What does climate change look like in CNY?
In August, the United Nations published a whopping 1,300-page report showing just how rapidly human pollution is accelerating climate change.
It laid out four different scenarios for our future, all of which predict us reaching a global temperature increase of 1.5 degrees celsius before 2040. That’s a decade sooner than predicted during the 2015 Paris Climate Agreement.
As humanity nears that threshold, scientists expect unbearable temperatures both hot and cold, droughts, floods, wildfires and catastrophic sea-level rise. While this may seem extreme, many aren’t surprised.
“As somebody who's worked on global warming issues for decades, it wasn't surprising to me,” said New York State Senator Rachel May, D–Syracuse, who represents central New York and sits on the state’s Environmental Conservation Committee. She said that we’re out of time to deny or ignore climate change.
“If we don't start really acknowledging that cost and paying it, we are going to be just making the problem worse,” said May.
While central New York may not have devastating wildfires or direct impacts from sea-level rise, this summer has really shown that our region is not immune to climate change.
Dr. Colin Beier is an associate professor at SUNY ESF. He said this hot and humid summer is not a one-off, but extreme weather conditions like this will be the new norm around here.
“I don't just mean like big wind storms or tornadoes or hurricanes, but just the hottest hots and the coldest colds and the snowiest or the driest,” said Beier.
He said some prime examples of climate change in central New York are the less frequent but much more intense thunderstorms and the much more frequent flooding, which is causing pollution and damage to infrastructure.
He said he expects weather events like these to start happening more and more in the coming years.
“We're seeing a lot of those kinds of things happening with more frequency, right? We're redefining what we consider to be kind of unusual weather if that makes any sense,” he said.

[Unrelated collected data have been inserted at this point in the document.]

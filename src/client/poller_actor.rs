use std::sync::Arc;
use std::time::Duration;

use actix::{Actor, ActorContext, AsyncContext, Context, Handler, Message, Running, WrapFuture};
use log::debug;

use crate::{config::datatype::RequestId, config::Config, server::server_state::workers_handle};

use super::ChatPoller;

/** `ChatPollerActor` 按固定间隔驱动轮询的Actor
 *
 * 定时器只负责调度，重同步逻辑都在ChatPoller内，
 * 挂起只发生在轮询间隔的边界上。
*/
pub struct ChatPollerActor {
    pub poller: Arc<ChatPoller>,
    pub interval: Duration,
}

impl ChatPollerActor {
    pub fn new(poller: Arc<ChatPoller>) -> Self {
        return ChatPollerActor {
            poller,
            interval: Duration::from_secs(Config::get().protocol.poll_interval_sec),
        };
    }
}

impl Actor for ChatPollerActor {
    type Context = Context<Self>;

    fn started(&mut self, ctx: &mut Self::Context) {
        debug!(
            "轮询客户端启动 ({})，间隔{}秒",
            self.poller.role().get_str(),
            self.interval.as_secs()
        );

        ctx.run_interval(self.interval, |act, ctx| {
            let poller = act.poller.clone();
            ctx.spawn(async move { poller.tick().await }.into_actor(act));
        });
    }

    fn stopping(&mut self, _ctx: &mut Self::Context) -> Running {
        debug!("轮询客户端停止 ({})", self.poller.role().get_str());

        // 视图卸载时补发最后一次已读，主动查看过的一方未读归零
        let poller = self.poller.clone();
        workers_handle.spawn(async move { poller.close_conversation().await });

        Running::Stop
    }
}

/** `PollerControl` UI发给轮询Actor的控制消息
*/
#[derive(Message)]
#[rtype(result = "()")]
pub enum PollerControl {
    Watch(RequestId),
    Unwatch(RequestId),
    OpenConversation(RequestId),
    CloseConversation,
    Stop,
}

impl Handler<PollerControl> for ChatPollerActor {
    type Result = ();

    fn handle(&mut self, msg: PollerControl, ctx: &mut Self::Context) {
        match msg {
            PollerControl::Watch(request_id) => self.poller.watch(request_id),
            PollerControl::Unwatch(request_id) => self.poller.unwatch(request_id),
            PollerControl::OpenConversation(request_id) => {
                let poller = self.poller.clone();
                ctx.spawn(
                    async move { poller.open_conversation(request_id).await }.into_actor(self),
                );
            }
            PollerControl::CloseConversation => {
                let poller = self.poller.clone();
                ctx.spawn(async move { poller.close_conversation().await }.into_actor(self));
            }
            PollerControl::Stop => ctx.stop(),
        }
    }
}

So, what can central New Yorkers do to mitigate climate change? Donnie Monk, co-CEO of the Syracuse-based environmental advocacy group, Ecothots, said the solution lies in policy and infrastructure.
“I am a firm believer that individual actions are substantial, yes, but I don't think that recycling a bottle is going to change the fact that the I-81 highway is going to collapse at some point,” she said.

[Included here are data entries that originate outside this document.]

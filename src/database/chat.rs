use crate::chat::{ChatMessage, ChatRole, MessageContent};
use crate::config::datatype::*;

use super::common::use_memory;
use super::memory;
use super::redis;

/// 向请求会话的消息列表追加一条消息
/// 序号与时间戳由存储分配，成功时返回完整的消息记录
pub async fn write_message_to_request(
    request_id: RequestId,
    sender: ChatRole,
    content: MessageContent,
) -> Result<ChatMessage, ()> {
    if use_memory() {
        return memory::write_message_to_request(request_id, sender, content).await;
    }
    return redis::write_message_to_request(request_id, sender, content).await;
}

/// 按创建顺序获得请求会话中的消息，after为不包含的起始序号
pub async fn get_messages_in_request(
    request_id: RequestId,
    after: Option<MessageId>,
) -> Result<Vec<ChatMessage>, ()> {
    if use_memory() {
        return memory::get_messages_in_request(request_id, after).await;
    }
    return redis::get_messages_in_request(request_id, after).await;
}

/// 获得请求会话中最新一条消息的序号，没有消息时为0
pub async fn get_last_message_id(request_id: RequestId) -> Result<MessageId, ()> {
    if use_memory() {
        return memory::get_last_message_id(request_id).await;
    }
    return redis::get_last_message_id(request_id).await;
}

/// 将某一角色的已读游标推进到at
/// 游标只会前进：新值不大于旧值时为无操作，可安全地并发调用
pub async fn set_already_read(
    request_id: RequestId,
    role: ChatRole,
    at: MessageId,
) -> Result<(), ()> {
    if use_memory() {
        return memory::set_already_read(request_id, role, at).await;
    }
    return redis::set_already_read(request_id, role, at).await;
}

/// 获得某一角色的已读游标，从未读过时为0
pub async fn get_read_cursor(request_id: RequestId, role: ChatRole) -> Result<MessageId, ()> {
    if use_memory() {
        return memory::get_read_cursor(request_id, role).await;
    }
    return redis::get_read_cursor(request_id, role).await;
}

/// 统计某一角色未读的对端消息数量，即游标之后由对端发送的消息数
pub async fn count_unread_messages(request_id: RequestId, role: ChatRole) -> Result<u64, ()> {
    if use_memory() {
        return memory::count_unread_messages(request_id, role).await;
    }
    return redis::count_unread_messages(request_id, role).await;
}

That’s not to say Monk is going to turn away the chance to pick up trash on the side of the road, but she sees the most impact from policy. She said Syracuse Mayor Ben Walsh’s administration has been excellent advocates for sustainability through their prioritization of infrastructure.
“They're attempting to create an infrastructure where we're all putting in the efforts,” said Monk. “I love this because I feel like each community is affected differently by the flash flooding and all the other climate things that happen in our community.”

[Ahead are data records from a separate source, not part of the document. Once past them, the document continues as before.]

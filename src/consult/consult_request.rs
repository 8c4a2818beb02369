use serde::{Deserialize, Serialize};

use crate::config::datatype::{RequestId, Timestamp, UserId};

/** `ConsultRequestStatus` 咨询请求状态
*/
#[derive(Clone, Copy, Serialize, Deserialize, Debug, PartialEq)]
#[serde(rename_all = "snake_case")]
pub enum ConsultRequestStatus {
    Pending,
    InProgress,
    Resolved,
}

/** `ConsultRequest` 咨询请求数据类型
 *
 * 每个咨询请求对应一个农户与至多一位受理专家之间的会话。
*/
#[derive(Clone, Serialize, Deserialize, Debug, PartialEq)]
#[serde(rename_all = "camelCase")]
pub struct ConsultRequest {
    pub id: RequestId,
    pub user_id: UserId,
    /// 受理前为None
    pub expert_id: Option<UserId>,
    pub summary: String,
    /// 分类模型给出的病害名，由上游服务填入
    pub disease: Option<String>,
    pub status: ConsultRequestStatus,
    pub created_at: Timestamp,
}
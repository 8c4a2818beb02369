/*!
 * 对象存储，负责消息附件的上传与访问url
*/

mod s3;

pub use s3::*;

Puji San, the founder of Ecothots, said education is a pillar of their organization and a key to sustainability.
“We really wanted, like local people who like don't know anything about science to, like, engage with us and learn more about science and learn more about climate change,” he said.
Senator May says if anything comes out of this report, she hopes it’s a unified belief in and willingness to address the needs of our planet.
“I hope people can't keep saying that, you know, the jury's still out anymore,” she said. “We really do know what the problem is, and we know what we need to do.”